(EXERCISE):
From the line containing "let errors = validator.validate(&spec);" through the last line of the entries below, repeat each line word for word and leave out the rest.

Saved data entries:
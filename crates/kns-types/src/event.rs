use std::sync::atomic::{Ordering, AtomicBool};
use std::sync::Arc;

use tracing::trace;
use event_listener::Event;

const ORDERING: Ordering = Ordering::SeqCst;

/// Signal raised once and never cleared, used to stop long running loops.
/// Listening after it was raised returns at once.
#[derive(Debug, Default)]
pub struct StickyEvent {
    raised: AtomicBool,
    wakeup: Event,
}

impl StickyEvent {
    pub fn shared() -> Arc<Self> {
        Arc::new(Self::default())
    }

    pub fn is_set(&self) -> bool {
        self.raised.load(ORDERING)
    }

    pub async fn listen(&self) {
        // listener registered first, a later notify wakes it
        let listener = self.wakeup.listen();
        if self.is_set() {
            trace!("signal already raised");
            return;
        }
        listener.await
    }

    pub fn notify(&self) {
        if !self.raised.swap(true, ORDERING) {
            trace!("signal raised");
        }
        self.wakeup.notify(usize::MAX);
    }
}

pub mod changes {
    use std::fmt;
    use std::sync::atomic::AtomicU64;
    use std::sync::Arc;

    use tracing::trace;
    use event_listener::{Event, EventListener};

    pub type SharedChangePublisher = Arc<ChangePublisher>;

    /// Publishes a monotonically increasing change epoch.
    /// Publishing never waits for listeners.
    #[derive(Debug, Default)]
    pub struct ChangePublisher {
        epoch: AtomicU64,
        event: Event,
    }

    impl ChangePublisher {
        pub fn shared() -> Arc<Self> {
            Arc::new(Self::default())
        }

        pub fn epoch(&self) -> u64 {
            self.epoch.load(super::ORDERING)
        }

        fn listen(&self) -> EventListener {
            self.event.listen()
        }

        /// bump epoch and wake every listener
        pub fn notify(&self) -> u64 {
            let epoch = self.epoch.fetch_add(1, super::ORDERING) + 1;
            self.event.notify(usize::MAX);
            epoch
        }

        pub fn change_listener(self: &Arc<Self>) -> ChangeListener {
            ChangeListener {
                last_epoch: self.epoch(),
                publisher: self.clone(),
            }
        }
    }

    pub struct ChangeListener {
        publisher: Arc<ChangePublisher>,
        last_epoch: u64,
    }

    impl fmt::Debug for ChangeListener {
        fn fmt(&self, f: &mut fmt::Formatter<'_>) -> fmt::Result {
            write!(f, "ChangeListener{}", self.last_epoch)
        }
    }

    impl ChangeListener {
        #[inline]
        pub fn last_epoch(&self) -> u64 {
            self.last_epoch
        }

        #[inline]
        pub fn has_change(&self) -> bool {
            self.publisher.epoch() != self.last_epoch
        }

        /// wait until epoch moves past the last seen one
        pub async fn listen(&mut self) -> u64 {
            if self.has_change() {
                self.last_epoch = self.publisher.epoch();
                return self.last_epoch;
            }

            let listener = self.publisher.listen();

            if self.has_change() {
                self.last_epoch = self.publisher.epoch();
                return self.last_epoch;
            }

            listener.await;

            self.last_epoch = self.publisher.epoch();
            trace!(epoch = self.last_epoch);
            self.last_epoch
        }
    }
}
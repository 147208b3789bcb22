//!
//! # Namespace validators
//!
//! Constraints a namespace places on the configuration of its topics and
//! connectors. Constraints are evaluated in declaration order and every
//! violation yields one error string.
//!
use std::collections::BTreeMap;
use std::fmt;

use serde::{Serialize, Deserialize};

use kns_types::defaults::{CONNECTOR_CLASS_KEY, PARTITIONS_KEY, REPLICATION_FACTOR_KEY};

use crate::connector::ConnectorSpec;
use crate::topic::TopicSpec;

#[derive(Debug, Clone, PartialEq, Serialize, Deserialize)]
#[serde(tag = "type", rename_all = "camelCase")]
pub enum Constraint {
    /// numeric value within inclusive bounds
    Range {
        #[serde(default, skip_serializing_if = "Option::is_none")]
        min: Option<i64>,
        #[serde(default, skip_serializing_if = "Option::is_none")]
        max: Option<i64>,
        #[serde(default)]
        optional: bool,
    },
    /// exactly one value out of a set
    ValidString {
        values: Vec<String>,
        #[serde(default)]
        optional: bool,
    },
    /// comma separated list, every member out of a set
    ValidList {
        values: Vec<String>,
        #[serde(default)]
        optional: bool,
    },
    NonEmptyString {
        #[serde(default)]
        optional: bool,
    },
    Fixed { value: String },
}

impl Constraint {
    pub fn range(min: i64, max: i64) -> Self {
        Self::Range {
            min: Some(min),
            max: Some(max),
            optional: false,
        }
    }

    pub fn at_least(min: i64) -> Self {
        Self::Range {
            min: Some(min),
            max: None,
            optional: false,
        }
    }

    pub fn valid_string(values: &[&str]) -> Self {
        Self::ValidString {
            values: values.iter().map(|v| v.to_string()).collect(),
            optional: false,
        }
    }

    pub fn valid_list(values: &[&str]) -> Self {
        Self::ValidList {
            values: values.iter().map(|v| v.to_string()).collect(),
            optional: false,
        }
    }

    fn is_optional(&self) -> bool {
        match self {
            Self::Range { optional, .. }
            | Self::ValidString { optional, .. }
            | Self::ValidList { optional, .. }
            | Self::NonEmptyString { optional } => *optional,
            Self::Fixed { .. } => false,
        }
    }

    /// reason the value is rejected, if any
    fn check(&self, value: Option<&str>) -> Option<String> {
        let Some(value) = value else {
            return if self.is_optional() {
                None
            } else {
                Some("Value must be non-null".to_owned())
            };
        };

        match self {
            Self::Range { min, max, .. } => {
                let Ok(number) = value.trim().parse::<i64>() else {
                    return Some(format!("Not a number: {value}"));
                };
                if let Some(min) = min {
                    if number < *min {
                        return Some(format!("Value must be at least {min}"));
                    }
                }
                if let Some(max) = max {
                    if number > *max {
                        return Some(format!("Value must be no more than {max}"));
                    }
                }
                None
            }
            Self::ValidString { values, .. } => {
                if values.iter().any(|v| v == value) {
                    None
                } else {
                    Some(format!("String must be one of: {}", values.join(", ")))
                }
            }
            Self::ValidList { values, .. } => {
                let all_valid = value
                    .split(',')
                    .map(str::trim)
                    .all(|item| values.iter().any(|v| v == item));
                if all_valid {
                    None
                } else {
                    Some(format!("String must be one of: {}", values.join(", ")))
                }
            }
            Self::NonEmptyString { .. } => {
                if value.trim().is_empty() {
                    Some("String cannot be empty".to_owned())
                } else {
                    None
                }
            }
            Self::Fixed { value: expected } => {
                if expected == value {
                    None
                } else {
                    Some(format!("Value must be {expected}"))
                }
            }
        }
    }
}

/// constraint bound to a configuration field
#[derive(Debug, Clone, PartialEq, Serialize, Deserialize)]
pub struct FieldConstraint {
    pub field: String,
    #[serde(flatten)]
    pub constraint: Constraint,
}

impl FieldConstraint {
    pub fn new(field: impl Into<String>, constraint: Constraint) -> Self {
        Self {
            field: field.into(),
            constraint,
        }
    }

    pub fn validate(&self, value: Option<&str>) -> Option<String> {
        self.constraint
            .check(value)
            .map(|reason| invalid_value(value.unwrap_or("null"), &self.field, reason))
    }
}

impl fmt::Display for FieldConstraint {
    fn fmt(&self, f: &mut fmt::Formatter<'_>) -> fmt::Result {
        write!(f, "{}: {:?}", self.field, self.constraint)
    }
}

pub fn invalid_value(value: impl fmt::Display, field: &str, reason: impl fmt::Display) -> String {
    format!("Invalid value {value} for configuration {field}: {reason}")
}

fn validate_fields<'a, F>(constraints: &[FieldConstraint], lookup: F) -> Vec<String>
where
    F: Fn(&str) -> Option<&'a str>,
{
    constraints
        .iter()
        .filter_map(|constraint| constraint.validate(lookup(&constraint.field)))
        .collect()
}

#[derive(Debug, Clone, Default, PartialEq, Serialize, Deserialize)]
#[serde(rename_all = "camelCase")]
pub struct TopicValidator {
    #[serde(default)]
    pub validation_constraints: Vec<FieldConstraint>,
}

impl TopicValidator {
    pub fn new(validation_constraints: Vec<FieldConstraint>) -> Self {
        Self {
            validation_constraints,
        }
    }

    pub fn make_default() -> Self {
        Self::new(vec![
            FieldConstraint::new(REPLICATION_FACTOR_KEY, Constraint::range(3, 3)),
            FieldConstraint::new(PARTITIONS_KEY, Constraint::range(3, 6)),
            FieldConstraint::new("cleanup.policy", Constraint::valid_list(&["delete", "compact"])),
            FieldConstraint::new("min.insync.replicas", Constraint::range(2, 2)),
            FieldConstraint::new("retention.ms", Constraint::range(60000, 604800000)),
        ])
    }

    pub fn make_default_one_broker() -> Self {
        Self::new(vec![
            FieldConstraint::new(REPLICATION_FACTOR_KEY, Constraint::range(1, 1)),
            FieldConstraint::new(PARTITIONS_KEY, Constraint::range(3, 6)),
            FieldConstraint::new("cleanup.policy", Constraint::valid_list(&["delete", "compact"])),
            FieldConstraint::new("min.insync.replicas", Constraint::range(1, 1)),
            FieldConstraint::new("retention.ms", Constraint::range(60000, 604800000)),
        ])
    }

    fn declares(&self, field: &str) -> bool {
        self.validation_constraints.iter().any(|c| c.field == field)
    }

    /// partitions and replication factor are checked like any config key
    pub fn validate(&self, spec: &TopicSpec) -> Vec<String> {
        let partitions = spec.partitions.to_string();
        let replication_factor = spec.replication_factor.to_string();

        let mut errors = validate_fields(&self.validation_constraints, |field| match field {
            PARTITIONS_KEY => Some(partitions.as_str()),
            REPLICATION_FACTOR_KEY => Some(replication_factor.as_str()),
            key => spec.configs.get(key).map(String::as_str),
        });

        if !self.validation_constraints.is_empty() {
            for (key, value) in &spec.configs {
                if !self.declares(key) {
                    errors.push(invalid_value(value, key, "Configuration not allowed"));
                }
            }
        }

        errors
    }
}

#[derive(Debug, Clone, Default, PartialEq, Serialize, Deserialize)]
#[serde(rename_all = "camelCase")]
pub struct ConnectValidator {
    #[serde(default)]
    pub validation_constraints: Vec<FieldConstraint>,
    #[serde(default)]
    pub source_validation_constraints: Vec<FieldConstraint>,
    #[serde(default)]
    pub sink_validation_constraints: Vec<FieldConstraint>,
    /// keyed by connector.class
    #[serde(default)]
    pub class_validation_constraints: BTreeMap<String, Vec<FieldConstraint>>,
}

impl ConnectValidator {
    pub fn validate(&self, spec: &ConnectorSpec) -> Vec<String> {
        let lookup = |field: &str| spec.config.get(field).map(String::as_str);

        let Some(class) = spec.connector_class() else {
            return vec![invalid_value(
                "null",
                CONNECTOR_CLASS_KEY,
                "Value must be non-null",
            )];
        };

        let mut errors = validate_fields(&self.validation_constraints, lookup);
        if spec.is_sink() {
            errors.extend(validate_fields(&self.sink_validation_constraints, lookup));
        } else {
            errors.extend(validate_fields(&self.source_validation_constraints, lookup));
        }
        if let Some(constraints) = self.class_validation_constraints.get(class) {
            errors.extend(validate_fields(constraints, lookup));
        }
        errors
    }
}

#[cfg(test)]
mod test {

    use std::collections::BTreeMap;

    use crate::connector::ConnectorSpec;
    use crate::topic::TopicSpec;

    use super::{Constraint, ConnectValidator, FieldConstraint, TopicValidator};

    fn topic(partitions: i32, replication_factor: i32, configs: &[(&str, &str)]) -> TopicSpec {
        TopicSpec {
            partitions,
            replication_factor,
            configs: configs
                .iter()
                .map(|(k, v)| (k.to_string(), v.to_string()))
                .collect(),
        }
    }

    const VALID_CONFIGS: [(&str, &str); 3] = [
        ("cleanup.policy", "delete"),
        ("min.insync.replicas", "2"),
        ("retention.ms", "60000"),
    ];

    #[test]
    fn test_default_topic_validator_accepts() {
        let errors = TopicValidator::make_default().validate(&topic(3, 3, &VALID_CONFIGS));
        assert!(errors.is_empty(), "{errors:?}");
    }

    #[test]
    fn test_replication_factor_rejected() {
        let errors = TopicValidator::make_default().validate(&topic(3, 1, &VALID_CONFIGS));
        assert_eq!(errors.len(), 1);
        assert!(errors[0].contains("replication.factor"));
        assert_eq!(
            errors[0],
            "Invalid value 1 for configuration replication.factor: Value must be at least 3"
        );
    }

    #[test]
    fn test_errors_follow_declaration_order() {
        let errors = TopicValidator::make_default().validate(&topic(
            10,
            1,
            &[
                ("cleanup.policy", "delete,archive"),
                ("min.insync.replicas", "2"),
                ("retention.ms", "60000"),
                ("segment.bytes", "1024"),
            ],
        ));
        assert_eq!(errors.len(), 4);
        assert!(errors[0].contains("replication.factor"));
        assert!(errors[1].contains("partitions"));
        assert!(errors[2].contains("cleanup.policy"));
        assert!(errors[3].ends_with("segment.bytes: Configuration not allowed"));
    }

    #[test]
    fn test_missing_config_is_reported() {
        let errors = TopicValidator::make_default().validate(&topic(3, 3, &[]));
        assert_eq!(errors.len(), 3);
        assert!(errors.iter().all(|e| e.contains("Value must be non-null")));
    }

    #[test]
    fn test_constraints_from_yaml() {
        let yaml = r#"
validationConstraints:
  - field: partitions
    type: range
    min: 1
  - field: compression.type
    type: validString
    values: [lz4, zstd]
    optional: true
  - field: owner
    type: fixed
    value: platform
"#;
        let validator: TopicValidator = serde_yaml::from_str(yaml).expect("parse");
        assert_eq!(
            validator.validation_constraints[0],
            FieldConstraint::new("partitions", Constraint::at_least(1))
        );
        let errors = validator.validate(&topic(1, 1, &[("owner", "platform")]));
        assert!(errors.is_empty(), "{errors:?}");
    }

    #[test]
    fn test_connect_validator_sink_constraints() {
        let validator = ConnectValidator {
            validation_constraints: vec![FieldConstraint::new(
                "key.converter",
                Constraint::NonEmptyString { optional: false },
            )],
            sink_validation_constraints: vec![FieldConstraint::new(
                "consumer.override.auto.offset.reset",
                Constraint::valid_string(&["earliest", "latest"]),
            )],
            class_validation_constraints: BTreeMap::from([(
                "io.example.FileSink".to_owned(),
                vec![FieldConstraint::new("file", Constraint::NonEmptyString { optional: false })],
            )]),
            ..Default::default()
        };

        let mut spec = ConnectorSpec::new("local-connect");
        spec.config
            .insert("connector.class".to_owned(), "io.example.FileSink".to_owned());
        spec.config.insert("topics".to_owned(), "ns1-a".to_owned());
        spec.config.insert("key.converter".to_owned(), String::new());
        spec.config.insert("file".to_owned(), "/tmp/out".to_owned());

        let errors = validator.validate(&spec);
        assert_eq!(errors.len(), 2, "{errors:?}");
        // empty value is present, not absent
        assert!(errors[0].contains("String cannot be empty"));
        assert!(errors[1].contains("Value must be non-null"));
    }

    #[test]
    fn test_connect_validator_requires_class() {
        let errors = ConnectValidator::default().validate(&ConnectorSpec::new("local-connect"));
        assert_eq!(errors.len(), 1);
        assert!(errors[0].contains("connector.class"));
    }
}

(EXPECTED ANSWER):
        let errors = validator.validate(&spec);
        assert_eq!(errors.len(), 2, "{errors:?}");
        // empty value is present, not absent
        assert!(errors[0].contains("String cannot be empty"));
        assert!(errors[1].contains("Value must be non-null"));
    }

    #[test]
    fn test_connect_validator_requires_class() {
        let errors = ConnectValidator::default().validate(&ConnectorSpec::new("local-connect"));
        assert_eq!(errors.len(), 1);
        assert!(errors[0].contains("connector.class"));
    }
}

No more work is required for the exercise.